Cybersecurity researchers have disclosed three security flaws within the Rack Ruby net server interface that, if efficiently exploited, may allow attackers to realize unauthorized entry to recordsdata, inject malicious information, and tamper with logs below sure situations.
The vulnerabilities, flagged by cybersecurity vendor OPSWAT, are listed under –
- CVE-2025-27610 (CVSS rating: 7.5) – A path traversal vulnerability that may very well be used to realize entry to all recordsdata below the required root: listing, assuming an attacker can decide the paths to these recordsdata
- CVE-2025-27111 (CVSS rating: 6.9) – An improper neutralization of carriage return line feeds (CRLF) sequences and improper output neutralization for logs vulnerability that may very well be used to control log entries and warp log recordsdata
- CVE-2025-25184 (CVSS rating: 5.7) – An improper neutralization of carriage return line feeds (CRLF) sequences and improper output neutralization for logs vulnerability that may very well be used to control log entries and inject malicious information
Profitable exploitation of the failings may allow an attacker to obscure assault traces, learn arbitrary recordsdata, and inject malicious code.
“Amongst these vulnerabilities, CVE-2025-27610 is especially extreme, because it may allow unauthenticated attackers to retrieve delicate info, together with configuration recordsdata, credentials, and confidential information, thereby resulting in data breaches,” OPSWAT mentioned in a report shared with The Hacker Information.

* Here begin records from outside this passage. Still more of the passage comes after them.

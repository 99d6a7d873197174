//! Signature structuring: EOA, ERC-1271, and ERC-6492 formats.

use alloy_primitives::{Address, B256, Bytes, Signature, hex};
use alloy_sol_types::SolType;

use super::contract::Sig6492;

/// The fixed 32-byte magic suffix defined by ERC-6492.
pub const EIP6492_MAGIC_SUFFIX: [u8; 32] =
    hex!("6492649264926492649264926492649264926492649264926492649264926492");

/// A signature normalized into one of the three formats the facilitator
/// can check.
#[derive(Debug, Clone)]
pub enum StructuredSignature {
    /// A plain EOA signature whose recovered address matches the claimed
    /// signer.
    Eoa(Signature),
    /// An ERC-6492 wrapped signature for a counterfactual smart account.
    Erc6492 {
        /// Wallet factory to deploy through.
        factory: Address,
        /// Calldata for the factory deployment.
        factory_calldata: Bytes,
        /// The signature the deployed wallet validates.
        inner: Bytes,
        /// The full wrapped bytes, passed verbatim to the validator.
        original: Bytes,
    },
    /// A contract (ERC-1271) signature, or an EOA signature that did not
    /// recover to the claimed signer.
    Erc1271(Bytes),
}

/// The ERC-6492 wrapper could not be decoded.
#[derive(Debug, thiserror::Error)]
#[error("malformed ERC-6492 signature wrapper: {0}")]
pub struct MalformedErc6492Error(#[from] alloy_sol_types::Error);

impl StructuredSignature {
    /// Classifies raw signature bytes.
    ///
    /// Bytes carrying the ERC-6492 magic suffix are unwrapped; 64/65-byte
    /// signatures that recover to `expected_signer` over `prehash` are EOA;
    /// everything else is treated as ERC-1271 and left for the on-chain
    /// validator.
    ///
    /// # Errors
    ///
    /// Returns [`MalformedErc6492Error`] when the magic suffix is present
    /// but the wrapper does not ABI-decode.
    pub fn classify(
        bytes: Bytes,
        expected_signer: Address,
        prehash: &B256,
    ) -> Result<Self, MalformedErc6492Error> {
        let is_erc6492 = bytes.len() >= 32 && bytes[bytes.len() - 32..] == EIP6492_MAGIC_SUFFIX;
        if is_erc6492 {
            let body = &bytes[..bytes.len() - 32];
            let sig6492 = Sig6492::abi_decode_params(body)?;
            return Ok(Self::Erc6492 {
                factory: sig6492.factory,
                factory_calldata: sig6492.factoryCalldata,
                inner: sig6492.innerSig,
                original: bytes,
            });
        }

        let eoa = if bytes.len() == 65 {
            Signature::from_raw(&bytes).ok().map(Signature::normalized_s)
        } else if bytes.len() == 64 {
            Some(Signature::from_erc2098(&bytes).normalized_s())
        } else {
            None
        };

        match eoa {
            Some(signature)
                if signature
                    .recover_address_from_prehash(prehash)
                    .is_ok_and(|r| r == expected_signer) =>
            {
                Ok(Self::Eoa(signature))
            }
            _ => Ok(Self::Erc1271(bytes)),
        }
    }
}

#[cfg(test)]
mod tests {
    use super::*;
    use alloy_primitives::U256;
    use alloy_sol_types::SolValue;

    #[test]
    fn forged_wrapper_with_zeroed_inner_classifies_as_erc6492() {
        let factory = Address::repeat_byte(0x42);
        let factory_calldata = Bytes::from(vec![0xde, 0xad]);
        let inner = Bytes::from(vec![0u8; 65]);

        let mut wrapped =
            (factory, factory_calldata.clone(), inner.clone()).abi_encode_params();
        wrapped.extend_from_slice(&EIP6492_MAGIC_SUFFIX);

        let structured = StructuredSignature::classify(
            Bytes::from(wrapped),
            Address::repeat_byte(0x01),
            &B256::ZERO,
        )
        .unwrap();

        match structured {
            StructuredSignature::Erc6492 {
                factory: f,
                inner: i,
                ..
            } => {
                assert_eq!(f, factory);
                assert_eq!(i, inner);
            }
            other => panic!("expected ERC-6492 classification, got {other:?}"),
        }
    }

    #[test]
    fn suffix_without_valid_wrapper_is_an_error() {
        let mut bogus = vec![0xff; 7];
        bogus.extend_from_slice(&EIP6492_MAGIC_SUFFIX);
        assert!(
            StructuredSignature::classify(
                Bytes::from(bogus),
                Address::repeat_byte(0x01),
                &B256::ZERO
            )
            .is_err()
        );
    }

    #[test]
    fn mismatched_eoa_signature_falls_back_to_erc1271() {
        // A syntactically valid 65-byte signature that recovers to some
        // other address than the claimed signer.
        let signature = Signature::new(U256::from(1u64), U256::from(1u64), false);
        let bytes = Bytes::from(signature.as_bytes().to_vec());
        let structured = StructuredSignature::classify(
            bytes,
            Address::repeat_byte(0x01),
            &B256::repeat_byte(0x02),
        )
        .unwrap();
        assert!(matches!(structured, StructuredSignature::Erc1271(_)));
    }

    #[test]
    fn short_garbage_is_erc1271_not_a_panic() {
        let structured = StructuredSignature::classify(
            Bytes::from(vec![1, 2, 3]),
            Address::repeat_byte(0x01),
            &B256::ZERO,
        )
        .unwrap();
        assert!(matches!(structured, StructuredSignature::Erc1271(_)));
    }
}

The shortcoming stems from the truth that Rack::Static, a middleware that is used to serve static content material like JavaScript, stylesheets, and pictures, doesn’t sanitize user-supplied paths earlier than serving recordsdata, resulting in a state of affairs the place an attacker can present a specifically crafted path to entry recordsdata outdoors of the static file listing.
“Particularly, when the :root parameter isn’t explicitly outlined, Rack defaults this worth to the present working listing by assigning it the worth of Dir.pwd, implicitly designating it as the net root listing for the Rack software,” OPSWAT mentioned.
Because of this, if the :root possibility is both undefined or misconfigured relative to the :urls possibility, an unauthenticated attacker may weaponize CVE-2025-27610 by path traversal strategies to entry delicate recordsdata outdoors the supposed net listing.
To mitigate the danger posed by the flaw, it is suggested to replace to the newest model. If speedy patching isn’t an possibility, it is really useful to take away utilization of Rack::Static, or be certain that root: factors at a listing path that solely accommodates recordsdata that must be accessed publicly.
Important Flaw in Infodraw Media Relay Service
The disclosure comes as a crucial security defect has been unearthed within the Infodraw Media Relay Service (MRS) that enables studying or deletion of arbitrary recordsdata by way of a path traversal vulnerability (CVE-2025-43928, CVSS rating: 9.8) within the username parameter within the login web page of the system.
Infodraw is an Israeli maker of cell video surveillance options which might be used to transmit audio, video, and GPS information over telecommunications networks. In line with the corporate’s web site, its gadgets are utilized by legislation enforcement, personal investigations, fleet administration, and public transport in lots of nations.
“A trivial Path Traversal vulnerability permits it to learn out any file from techniques for unauthenticated attackers,” security researcher Tim Philipp Schäfers mentioned in a press release shared with The Hacker Information. “Moreover an ‘Arbitrary File Deletion Vulnerability’ exists that enables attackers to delete any file from the system.”
The flaw, which permits login with a username like “../../../../,” impacts each Home windows and Linux variations of MRS. That mentioned, the security defect continues to stay unpatched. Susceptible techniques in Belgium and Luxembourg have been taken offline following accountable disclosure.
“Affected organizations are primarily suggested to take the appliance offline instantly (since, regardless of early warnings, no producer patch is out there, and it’s thought-about doable that the vulnerability will likely be exploited by malicious actors within the close to future),” Philipp Schäfers mentioned.
“If this isn’t doable, techniques must be additional protected with further measures (akin to utilizing a VPN or particular IP unlocking).”